**TASK INSTRUCTIONS**
Find every line below with the word "oneshot" in it, and copy each one.

Stored items:
# # # # #
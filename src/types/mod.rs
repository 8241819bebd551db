//! Core types for Stacklight

mod light;
mod snapshot;
mod role;
mod action;
mod error;

pub use light::{Origin, Kind, WireLight, LightMismatch, ScorekeepingLight, ShowLight};
pub use snapshot::{Snapshot, Channel};
pub use role::Role;
pub use action::{Action, Transition};
pub use error::{RoleError, SyncError, ConfigError, CommandError};
//! Integration tests for the authority HTTP surface
//!
//! Drives the router in-process with `oneshot` and checks the snapshot
//! sequence seen by a poller after each command.

use axum::{
    body::Body,
    http::{Request, StatusCode},
    Router,
};
use pretty_assertions::assert_eq;
use serde_json::{json, Value};
use stacklight::core::create_router;
use tower::ServiceExt;

async fn get(app: &Router, uri: &str) -> (StatusCode, Vec<u8>) {
    let response = app
        .clone()
        .oneshot(Request::builder().uri(uri).body(Body::empty()).unwrap())
        .await
        .unwrap();
    let status = response.status();
    let body = axum::body::to_bytes(response.into_body(), usize::MAX).await.unwrap();
    (status, body.to_vec())
}

async fn post(app: &Router, uri: &str) -> (StatusCode, Value) {
    let response = app
        .clone()
        .oneshot(
            Request::builder()
                .method("POST")
                .uri(uri)
                .body(Body::empty())
                .unwrap(),
        )
        .await
        .unwrap();
    let status = response.status();
    let body = axum::body::to_bytes(response.into_body(), usize::MAX).await.unwrap();
    (status, serde_json::from_slice(&body).unwrap_or(Value::Null))
}

async fn broadcast(app: &Router) -> Value {
    let (status, body) = get(app, "/api/broadcast").await;
    assert_eq!(status, StatusCode::OK);
    serde_json::from_slice(&body).unwrap()
}

#[tokio::test]
async fn test_ping() {
    let app = create_router();
    let (status, body) = get(&app, "/api/ping").await;
    assert_eq!(status, StatusCode::OK);
    let json: Value = serde_json::from_slice(&body).unwrap();
    assert_eq!(json, json!({"ok": true}));
}

#[tokio::test]
async fn test_initial_snapshot_is_clear() {
    let app = create_router();
    assert_eq!(
        broadcast(&app).await,
        json!({"show_light_state": null, "sk_light_state": null})
    );
}

#[tokio::test]
async fn test_card_scores_clear_sequence() {
    let app = create_router();

    let (status, ack) = post(&app, "/api/scorekeeper/potential_card").await;
    assert_eq!(status, StatusCode::OK);
    assert_eq!(ack, json!({"ok": true}));
    assert_eq!(
        broadcast(&app).await,
        json!({
            "show_light_state": null,
            "sk_light_state": {"origin": "scorekeeper", "kind": "potential_card"}
        })
    );

    post(&app, "/api/scorekeeper/scores_ready").await;
    assert_eq!(
        broadcast(&app).await,
        json!({
            "show_light_state": null,
            "sk_light_state": {"origin": "scorekeeper", "kind": "scores_ready"}
        })
    );

    post(&app, "/api/scorekeeper/clear").await;
    assert_eq!(
        broadcast(&app).await,
        json!({"show_light_state": null, "sk_light_state": null})
    );
}

#[tokio::test]
async fn test_go_then_halt_keeps_scorekeeping() {
    let app = create_router();
    post(&app, "/api/scorekeeper/scores_ready").await;
    let before = broadcast(&app).await["sk_light_state"].clone();

    post(&app, "/api/scorekeeper/show_go").await;
    assert_eq!(
        broadcast(&app).await["show_light_state"],
        json!({"origin": "show", "kind": "show_clear"})
    );

    post(&app, "/api/scorekeeper/show_halt").await;
    let snap = broadcast(&app).await;
    assert_eq!(snap["show_light_state"], json!({"origin": "show", "kind": "halt"}));
    assert_eq!(snap["sk_light_state"], before);
}

#[tokio::test]
async fn test_halt_twice_is_idempotent() {
    let app = create_router();
    post(&app, "/api/scorekeeper/show_halt").await;
    let once = broadcast(&app).await;
    post(&app, "/api/scorekeeper/show_halt").await;
    assert_eq!(broadcast(&app).await, once);
}

#[tokio::test]
async fn test_clear_zeroes_both_channels() {
    let app = create_router();
    post(&app, "/api/scorekeeper/show_go").await;
    post(&app, "/api/scorekeeper/potential_card").await;
    post(&app, "/api/scorekeeper/clear").await;
    assert_eq!(
        broadcast(&app).await,
        json!({"show_light_state": null, "sk_light_state": null})
    );
}

#[tokio::test]
async fn test_director_and_boh_are_placeholders() {
    let app = create_router();
    post(&app, "/api/scorekeeper/show_halt").await;
    let before = broadcast(&app).await;

    for uri in ["/api/director", "/api/boh"] {
        let (status, body) = get(&app, uri).await;
        assert_eq!(status, StatusCode::OK);
        assert!(body.is_empty(), "{} should have no body", uri);
    }
    assert_eq!(broadcast(&app).await, before);
}

#[tokio::test]
async fn test_commands_require_post() {
    let app = create_router();
    let (status, _) = get(&app, "/api/scorekeeper/clear").await;
    assert_eq!(status, StatusCode::METHOD_NOT_ALLOWED);
}

#[tokio::test]
async fn test_unknown_route() {
    let app = create_router();
    let (status, _) = get(&app, "/api/scorekeeper/stretch").await;
    assert_eq!(status, StatusCode::NOT_FOUND);
}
# # # # #
**THE COMPLETED TASK**
//! Drives the router in-process with `oneshot` and checks the snapshot
        .oneshot(Request::builder().uri(uri).body(Body::empty()).unwrap())
        .oneshot(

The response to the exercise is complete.